* _WORK TASK_
State, as a number alone, how many lines of the entries contain the word "resolve".

(Saved entries)
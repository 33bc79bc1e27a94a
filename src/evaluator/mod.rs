//! Tree-walking evaluation of expressions.
//!
//! Operands are evaluated depth first, left before right. The first runtime error aborts the
//! walk and is returned unchanged, so at most one error surfaces per call.

use crate::expression::{BinaryOperator, Expression, ExpressionNode, ExpressionNodeRef, UnaryOperator};
use crate::lexer::Token;
use crate::value::error::{RuntimeError, RuntimeErrorKind};
use crate::value::LoxValue;

/// Variable storage the evaluator reads and writes names through.
pub trait Bindings {
    fn resolve(&self, name: &Token) -> Result<LoxValue, RuntimeError>;
    fn assign(&mut self, name: &Token, value: LoxValue) -> Result<(), RuntimeError>;
}

/// Storage with no variables at all. Every access is an undefined variable.
#[derive(Debug, Default, Clone, Copy)]
pub struct Unbound;

impl Bindings for Unbound {
    fn resolve(&self, name: &Token) -> Result<LoxValue, RuntimeError> {
        Err(RuntimeError::new(
            RuntimeErrorKind::UndefinedVariable(name.lexeme.clone()),
            name,
        ))
    }

    fn assign(&mut self, name: &Token, value: LoxValue) -> Result<(), RuntimeError> {
        let _ = value;
        Err(RuntimeError::new(
            RuntimeErrorKind::UndefinedVariable(name.lexeme.clone()),
            name,
        ))
    }
}

/// Evaluates `expr` with a fresh evaluator.
pub fn evaluate<B: Bindings + ?Sized>(
    expr: &Expression,
    bindings: &mut B,
) -> Result<LoxValue, RuntimeError> {
    ExpressionEvaluator::new().evaluate(expr, bindings)
}

#[derive(Debug, Default, Clone, Copy)]
pub struct ExpressionEvaluator;

impl ExpressionEvaluator {
    pub fn new() -> Self {
        Self
    }

    pub fn evaluate<B: Bindings + ?Sized>(
        &self,
        expr: &Expression,
        bindings: &mut B,
    ) -> Result<LoxValue, RuntimeError> {
        self.evaluate_node(expr, &expr.get_root_ref(), bindings)
    }

    fn evaluate_node<B: Bindings + ?Sized>(
        &self,
        expr: &Expression,
        node: &ExpressionNodeRef,
        bindings: &mut B,
    ) -> Result<LoxValue, RuntimeError> {
        let current_node = expr
            .get_node(node)
            .expect("Node ref came from the tree itself so it must exist.");

        let result = match current_node {
            ExpressionNode::Literal(value) => value.clone(),
            ExpressionNode::Group { inner } => self.evaluate_node(expr, inner, bindings)?,
            ExpressionNode::Unary {
                operator,
                token,
                rhs,
            } => {
                let rhs = self.evaluate_node(expr, rhs, bindings)?;
                Self::evaluate_unary(operator, &rhs)
                    .map_err(|kind| RuntimeError::new(kind, token))?
            }
            ExpressionNode::Binary {
                operator,
                token,
                lhs,
                rhs,
            } => {
                let lhs = self.evaluate_node(expr, lhs, bindings)?;
                let rhs = self.evaluate_node(expr, rhs, bindings)?;
                Self::evaluate_binary(operator, &lhs, &rhs)
                    .map_err(|kind| RuntimeError::new(kind, token))?
            }
            ExpressionNode::Conditional {
                condition,
                then_branch,
                else_branch,
            } => {
                // Only the selected branch is evaluated.
                if self.evaluate_node(expr, condition, bindings)?.is_truthy() {
                    self.evaluate_node(expr, then_branch, bindings)?
                } else {
                    self.evaluate_node(expr, else_branch, bindings)?
                }
            }
            ExpressionNode::Variable { name } => bindings.resolve(name)?,
            ExpressionNode::Assignment { name, value } => {
                let value = self.evaluate_node(expr, value, bindings)?;
                bindings.assign(name, value.clone())?;
                value
            }
        };
        Ok(result)
    }

    fn evaluate_unary(
        operator: &UnaryOperator,
        rhs: &LoxValue,
    ) -> Result<LoxValue, RuntimeErrorKind> {
        match operator {
            UnaryOperator::Bang => Ok(LoxValue::Bool(rhs.logical_not())),
            UnaryOperator::Minus => rhs.numeric_negate(),
        }
    }

    fn evaluate_binary(
        operator: &BinaryOperator,
        lhs: &LoxValue,
        rhs: &LoxValue,
    ) -> Result<LoxValue, RuntimeErrorKind> {
        match operator {
            BinaryOperator::Add => lhs.add(rhs),
            BinaryOperator::Subtract => lhs.subtract(rhs),
            BinaryOperator::Multiply => lhs.multiply(rhs),
            BinaryOperator::Divide => lhs.divide(rhs),
            BinaryOperator::LessThan => lhs.less_than(rhs),
            BinaryOperator::LessThanEqual => lhs.less_than_or_equal(rhs),
            BinaryOperator::GreaterThan => lhs.greater_than(rhs),
            BinaryOperator::GreaterThanEqual => lhs.greater_than_or_equal(rhs),
            BinaryOperator::EqualEqual => Ok(LoxValue::Bool(lhs.is_equal(rhs))),
            BinaryOperator::BangEqual => Ok(LoxValue::Bool(lhs.is_not_equal(rhs))),
        }
    }
}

* _FINISHED EXERCISE_
3